My sons are 5.5 and 8. As I have discussed on Kveller before, I don’t watch TV and my sons had not seen TV until their dad showed them some Sesame Street-type stuff a few years ago on his iPad. I had–and still have–no interest in watching TV with my kids. I don’t have time to deal with the fights children have with parents about wanting to watch more, or a particular show, or buying the toys that the advertising industry jams down our kids’ throats–basically, I want nothing to do with it.
Now that I am divorced, I have to accept in new ways that my son’s father may do things in his house which I don’t do in my house and that’s got to be okay. He shows them TV. They don’t watch a lot, and we discuss what they watch, but I simply don’t show them any TV. I don’t have cable, so my TV is for watching movies and that’s all.
My boys have seen a few movies on their dad’s TV, and they have been very simple classic movies. I’ve watched a few at their dad’s house with them. We recently all went on a divorced family field trip to take our boys to their first in-theater experience, “The LEGO Movie,” which was awesome. (Here’s my post about it!)
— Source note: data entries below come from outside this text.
impl Cell {
    const TYPE_MASK: u32 = 0b111;
    const LATIN_OR_INT: u32 = 1 << 3;
    const LATIN_KEY: u32 = 1 << 4;
    const VALUE_SHIFT: u32 = 5;
    const VALUE_MASK: u32 = (1 << 27) - 1;

    pub(crate) fn new(ty: ValueType, latin_or_int: bool, latin_key: bool, value: u32) -> Self {
        let mut raw = u32::from(ty as u8) | ((value & Self::VALUE_MASK) << Self::VALUE_SHIFT);
        if latin_or_int {
            raw |= Self::LATIN_OR_INT;
        }
        if latin_key {
            raw |= Self::LATIN_KEY;
        }
        Cell(raw)
    }

    pub(crate) fn read(buf: &[u8], at: usize) -> Self {
        Cell(read_u32(buf, at))
    }

    pub(crate) fn from_raw(raw: u32) -> Self {
        Cell(raw)
    }

    pub(crate) fn raw(self) -> u32 {
        self.0
    }

    /// The type tag, or `None` for the two unused tag values.
    pub(crate) fn value_type(self) -> Option<ValueType> {
        ValueType::from_bits(self.0 & Self::TYPE_MASK)
    }

    /// The type tag of a cell from a validated buffer.
    pub(crate) fn ty(self) -> ValueType {
        self.value_type().unwrap_or(ValueType::Null)
    }

    pub(crate) fn latin_or_int(self) -> bool {
        self.0 & Self::LATIN_OR_INT != 0
    }

    pub(crate) fn latin_key(self) -> bool {
        self.0 & Self::LATIN_KEY != 0
    }

    pub(crate) fn value(self) -> u32 {
        self.0 >> Self::VALUE_SHIFT
    }

    /// The value field as a sign-extended 27-bit integer.
    pub(crate) fn int_value(self) -> i32 {
        i32::from_ne_bytes(self.0.to_ne_bytes()) >> Self::VALUE_SHIFT
    }

    pub(crate) fn with_value(self, value: u32) -> Self {
        Cell((self.0 & ((1 << Self::VALUE_SHIFT) - 1)) | ((value & Self::VALUE_MASK) << Self::VALUE_SHIFT))
    }

    fn offset(self) -> usize {
        self.value() as usize
    }

    fn has_payload(self) -> bool {
        match self.ty() {
            ValueType::Null | ValueType::Bool => false,
            ValueType::Double => !self.latin_or_int(),
            ValueType::String | ValueType::Array | ValueType::Object => true,
        }
    }

    /// Aligned size of the out-of-line payload this cell owns in `container`.
    pub(crate) fn used_storage(self, container: &[u8]) -> usize {
        if !self.has_payload() {
            return 0;
        }
        let at = self.offset();
        let size = match self.ty() {
            ValueType::Double => 8,
            ValueType::String => StrRef::read(&container[at..], self.latin_or_int()).stored_len(),
            ValueType::Array | ValueType::Object => read_u32(container, at) as usize,
            ValueType::Null | ValueType::Bool => 0,
        };
        aligned_size(size)
    }

    /// Checks the cell against a container of untrusted content whose table
    /// starts at `table_offset`. `container` must span at least
    /// `table_offset` bytes. `depth` is the nesting depth of that container.
    pub(crate) fn is_valid(self, container: &[u8], table_offset: usize, depth: usize) -> bool {
        let Some(ty) = self.value_type() else {
            tracing::trace!(raw = self.0, "unknown value type");
            return false;
        };
        if !self.has_payload() {
            return true;
        }
        let at = self.offset();
        if !is_valid_value_offset(at, table_offset) {
            tracing::trace!(offset = at, table_offset, "payload offset outside data region");
            return false;
        }
        let Some(data) = container.get(at..table_offset) else {
            return false;
        };
        let max_size = table_offset - at;
        match ty {
            ValueType::Double => max_size >= 8,
            ValueType::String if self.latin_or_int() => string::latin1_is_valid(data, max_size),
            ValueType::String => string::utf16_is_valid(data, max_size),
            ValueType::Array | ValueType::Object if depth >= MAX_DEPTH => {
                tracing::trace!(depth, "containers nested too deeply");
                false
            }
            ValueType::Array => array::is_valid(data, max_size, depth + 1),
            ValueType::Object => object::is_valid(data, max_size, depth + 1),
            ValueType::Null | ValueType::Bool => true,
        }
    }
}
This Passover, though, I showed my boys a movie in my house. We watched “Prince of Egypt,” the Dreamworks animated film (complete with some lovely musical numbers, including “When You Believe” (which The Maccabeats cover stunningly on their second album, “Out of The Box,” by the way).
We three sat on the couch, with me in the middle so I could be simultaneously cuddled, and we loved it. I think I may have enjoyed it the most, even though I first saw it in the theaters when it came out and knew best how it was going to turn out. I really love the music in this movie, and God help me if I don’t cry every time they sing about Moses delivering the Jews.
I can’t help it. When Moses’ big sister Miriam watches him float down the river to his destiny and sings, “Grow, baby brother, come back some day, come and deliver us too,” I seriously lose it. My sons are used to me crying when I sing Taylor Swift songs and when I see homeless people on the side of the road, so they are never shocked when mama gets emotional, but I think I cried a good six separate times during the viewing of the movie. Hardcore.
Watching during Passover was a great way for us to review the plagues and the story of slavery and Moses’ fleeing after murdering the Egyptian he sees beating the Jewish slave (the movie leaves it kind of vague as to whether the Egyptian dies or just gets super hurt). We discussed Moses’ family, and how he found Tzipporah in the desert and how she wasn’t Jewish and her father Yitro was a magician and shepherd and taught Moses all of the things he needed to know to eventually help him accept his destiny and ask Pharoah to release the Jews.
During the movie, at one point, through tears, I said something to my boys like, “What do you think it was like for Moses to be asked to deliver the Jews? It must have seemed so impossible in his mind; ridiculous almost. The next time something seems hard–” and here I admit, I started to laugh at myself as I continued “–think of how hard it was for Moses!”
My boys laughed a little at their silly, weepy, maudlin mama, but it’s true! What a tremendous story that our tradition passes on: a baby destined to be killed just for being Jewish is saved and raised in a foreign culture and a foreign home. His birthright can not be avoided, just as destiny itself can not be avoided. He flees the comforts of his life and goes on a soul-searching journey. He grows his beard and has mystical experiences with a magician in the desert. He falls in love. And then he finds the courage–with his brother by his side, since he is weak of tongue, our Torah says–to take on the mightiest power of his time on behalf of a broken and battered people.
He leads us out of slavery with miracles and wonders and faith. And he leads us out of slavery into the desert to wander, broken and battered again, but with him as our leader and new challenges to overcome. The end of the story, which we are counting towards (Shavuot falls 40 days after Passover starts) is the acceptance of the yoke of faith, with all of its trappings and complexity.
What a story. What a life. Thank you, “Prince of Egypt,” for peeling back yet another layer of the onion that is parenthood. I am grateful to be teaching Torah to my sons the way only parents in this age of technology can. Grateful.